Cette loi phare pour le gouvernement du chancelier social-démocrate (SPD) Olaf Scholz a été adoptée – 407 voix pour, 226 voix contre -, après avoir fait l’objet de nombreuses critiques et d’un débat houleux au Bundestag, la chambre basse du parlement.

La réglementation prévoit d’autoriser l’achat de cannabis en quantité limitée de 25 grammes par jour maximum par le biais d’associations à but non lucratif. Il sera également possible de cultiver jusqu’à trois plants pour son propre usage.

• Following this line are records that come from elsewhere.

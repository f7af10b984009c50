use super::TransformStage;
use crate::error::AudioResult;
use crate::format::StreamFormat;
use crate::frame::Frame;

/// Reicht Frames unveraendert durch
#[derive(Debug, Default, Clone, Copy)]
pub struct Passthrough;

impl TransformStage for Passthrough {
    fn name(&self) -> &str {
        "passthrough"
    }

    fn output_format(&self, input: &StreamFormat) -> AudioResult<StreamFormat> {
        Ok(input.clone())
    }

    fn apply(&mut self, frame: Frame) -> AudioResult<Frame> {
        Ok(frame)
    }
}

#[cfg(test)]
mod tests {
    use super::*;

    #[test]
    fn unveraendert() {
        let frame = Frame::new(3, vec![9u8; 6]);
        assert_eq!(Passthrough.apply(frame.clone()).unwrap(), frame);
        let enc = StreamFormat::Encoded { codec: "opus".into() };
        assert_eq!(Passthrough.output_format(&enc).unwrap(), enc);
    }
}
//! `frameget fetch` – download every distinct frame of a catalog.

use anyhow::{Context, Result};
use frameget_core::batch::run_batch;
use frameget_core::catalog::read_catalog;
use frameget_core::config::FramegetConfig;
use frameget_core::{storage, DefaultAcquirer};
use std::path::Path;

use crate::cli::{report, with_output_dir};

pub fn run_fetch(
    cfg: &FramegetConfig,
    catalog_path: &Path,
    output_dir: Option<&Path>,
    strict: bool,
) -> Result<()> {
    let cfg = with_output_dir(cfg, output_dir);
    let catalog = read_catalog(catalog_path)
        .with_context(|| format!("loading catalog {}", catalog_path.display()))?;
    storage::ensure_dir(&cfg.output_dir)?;
    let acquirer = DefaultAcquirer::from_config(&cfg)?;

    tracing::info!(
        rows = catalog.rows,
        frames = catalog.keys.len(),
        output_dir = %cfg.output_dir.display(),
        "fetch started"
    );
    println!(
        "Downloading {} fields for {} galaxies\n",
        catalog.keys.len(),
        catalog.rows
    );

    let summary = run_batch(&acquirer, &catalog.keys, report::print_event);
    report::print_summary(&summary, &cfg.output_dir);

    if strict && !summary.is_success() {
        anyhow::bail!("{} frame(s) could not be downloaded", summary.failed.len());
    }
    Ok(())
}
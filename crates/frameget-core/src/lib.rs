pub mod config;
pub mod logging;

pub mod acquire;
pub mod batch;
pub mod candidates;
pub mod catalog;
pub mod decompress;
pub mod fetch;
pub mod key;
pub mod storage;
pub mod verify;

pub use acquire::{Acquirer, AcquirerConfig, Acquisition, DefaultAcquirer};
pub use key::ObservationKey;
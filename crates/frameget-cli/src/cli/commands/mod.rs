//! CLI command handlers, one per file.

mod completions;
mod fetch;
mod plan;
mod urls;

pub use completions::run_completions;
pub use fetch::run_fetch;
pub use plan::run_plan;
pub use urls::run_urls;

La possession et la consommation de cette drogue resteront toutefois formellement interdites pour les jeunes de moins de 18 ans.

«Légalisez le chanvre !»

Avec cette nouvelle loi, l’Allemagne emboîte le pas à Malte et au Luxembourg, qui ont légalisé le cannabis récréatif respectivement en 2021 et en 2023.

«La situation dans laquelle nous nous trouvons actuellement n’est en aucun cas acceptable», a déclaré avant le vote le ministre de la Santé et médecin Karl Lauterbach (SPD), évoquant un «marché noir criminel préoccupant» et défendant bec et ongles son texte face aux assauts de la droite (CDU) et de l’extrême droite (AfD).

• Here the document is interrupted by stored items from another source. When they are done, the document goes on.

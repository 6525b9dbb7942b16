//! Tests for the fetch and plan subcommands.

use super::{parse, parse_cli};
use crate::cli::commands::run_fetch;
use crate::cli::{with_output_dir, Cli, CliCommand};
use clap::Parser;
use frameget_core::config::FramegetConfig;
use std::path::{Path, PathBuf};

#[test]
fn cli_parse_fetch() {
    match parse(&["frameget", "fetch", "galaxy_parameters_dr7.csv"]) {
        CliCommand::Fetch {
            catalog,
            output_dir,
            strict,
        } => {
            assert_eq!(catalog, PathBuf::from("galaxy_parameters_dr7.csv"));
            assert!(output_dir.is_none());
            assert!(!strict);
        }
        _ => panic!("expected Fetch"),
    }
}

#[test]
fn cli_parse_fetch_output_dir_and_strict() {
    match parse(&["frameget", "fetch", "g.csv", "-o", "/data/frames", "--strict"]) {
        CliCommand::Fetch {
            output_dir, strict, ..
        } => {
            assert_eq!(output_dir.as_deref(), Some(Path::new("/data/frames")));
            assert!(strict);
        }
        _ => panic!("expected Fetch with -o and --strict"),
    }
}

#[test]
fn cli_parse_fetch_requires_catalog() {
    assert!(Cli::try_parse_from(["frameget", "fetch"]).is_err());
}

#[test]
fn cli_parse_global_config_after_subcommand() {
    let cli = parse_cli(&["frameget", "fetch", "g.csv", "--config", "/etc/frameget.toml"]);
    assert_eq!(cli.config.as_deref(), Some(Path::new("/etc/frameget.toml")));
    assert!(matches!(cli.command, CliCommand::Fetch { .. }));
}

#[test]
fn cli_parse_plan() {
    match parse(&["frameget", "plan", "g.csv", "--output-dir", "out"]) {
        CliCommand::Plan {
            catalog,
            output_dir,
        } => {
            assert_eq!(catalog, PathBuf::from("g.csv"));
            assert_eq!(output_dir.as_deref(), Some(Path::new("out")));
        }
        _ => panic!("expected Plan"),
    }
}

#[test]
fn output_dir_flag_overrides_config() {
    let cfg = FramegetConfig::default();
    assert_eq!(with_output_dir(&cfg, None).output_dir, cfg.output_dir);
    assert_eq!(
        with_output_dir(&cfg, Some(Path::new("/tmp/x"))).output_dir,
        PathBuf::from("/tmp/x")
    );
}

/// Config whose only mirror is a closed local port: every fetch is refused.
fn unreachable_config() -> FramegetConfig {
    let listener = std::net::TcpListener::bind("127.0.0.1:0").unwrap();
    let port = listener.local_addr().unwrap().port();
    drop(listener);
    let mut cfg = FramegetConfig::default();
    cfg.output_dir = PathBuf::from("unused-default-dir");
    cfg.templates = vec![format!("http://127.0.0.1:{port}/{{filename_gz}}")];
    cfg.transfer.connect_timeout_secs = 5;
    cfg.transfer.timeout_secs = 10;
    cfg
}

fn write_catalog(dir: &Path) -> PathBuf {
    let catalog = dir.join("g.csv");
    std::fs::write(&catalog, "run,rerun,camcol,field\n94,301,2,12\n94,301,2,12\n").unwrap();
    catalog
}

#[test]
fn fetch_with_failed_frames_still_succeeds_by_default() {
    let dir = tempfile::tempdir().unwrap();
    let catalog = write_catalog(dir.path());
    let out = dir.path().join("frames");

    run_fetch(&unreachable_config(), &catalog, Some(&out), false).unwrap();
    // -o wins over the configured output_dir.
    assert!(out.is_dir());
    assert!(!Path::new("unused-default-dir").exists());
    assert_eq!(std::fs::read_dir(&out).unwrap().count(), 0);
}

#[test]
fn fetch_strict_fails_when_a_frame_is_missing() {
    let dir = tempfile::tempdir().unwrap();
    let catalog = write_catalog(dir.path());
    let out = dir.path().join("frames");

    let err = run_fetch(&unreachable_config(), &catalog, Some(&out), true).unwrap_err();
    assert!(err.to_string().contains("could not be downloaded"), "{err}");
    assert!(!out.join("fpC-000094-r2-0012.fits").exists());
}

#[test]
fn fetch_strict_succeeds_when_every_frame_is_present() {
    let dir = tempfile::tempdir().unwrap();
    let catalog = write_catalog(dir.path());
    let out = dir.path().join("frames");
    std::fs::create_dir(&out).unwrap();
    std::fs::write(out.join("fpC-000094-r2-0012.fits"), b"kept").unwrap();

    run_fetch(&unreachable_config(), &catalog, Some(&out), true).unwrap();
    assert_eq!(std::fs::read(out.join("fpC-000094-r2-0012.fits")).unwrap(), b"kept");
}

#[test]
fn fetch_missing_catalog_is_an_error() {
    let dir = tempfile::tempdir().unwrap();
    let err = run_fetch(
        &unreachable_config(),
        &dir.path().join("none.csv"),
        Some(dir.path()),
        false,
    )
    .unwrap_err();
    assert!(format!("{err:#}").contains("loading catalog"));
}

Pour la députée CDU Simone Borchardt, cette loi est «une perche tendue à chaque dealer».

Les Verts ont appelé à «légaliser le chanvre», une revendication de longue date de certains courants du parti ayant même figuré dans une chanson allemande éponyme, populaire dans les années 2000, qui mêlait à des rythmes reggae la voix d’une figure du parti écologiste, Hans-Christian Ströbele.

Ce texte a fait l’objet de dissensions au sein du gouvernement tripartite : des résistances sont apparues parmi les sociaux-démocrates (SPD, le parti du chancelier), tandis que les Verts et les libéraux du FDP, leurs partenaires au sein du gouvernement, se sont montrés plutôt favorables.

Cette réforme a par ailleurs suscité de nombreuses critiques, notamment de la part des associations médicales et du pouvoir judiciaire.

La loi actuelle prévoit une amende et, dans les cas les plus graves, jusqu’à des peines de prison, pour possession de cannabis.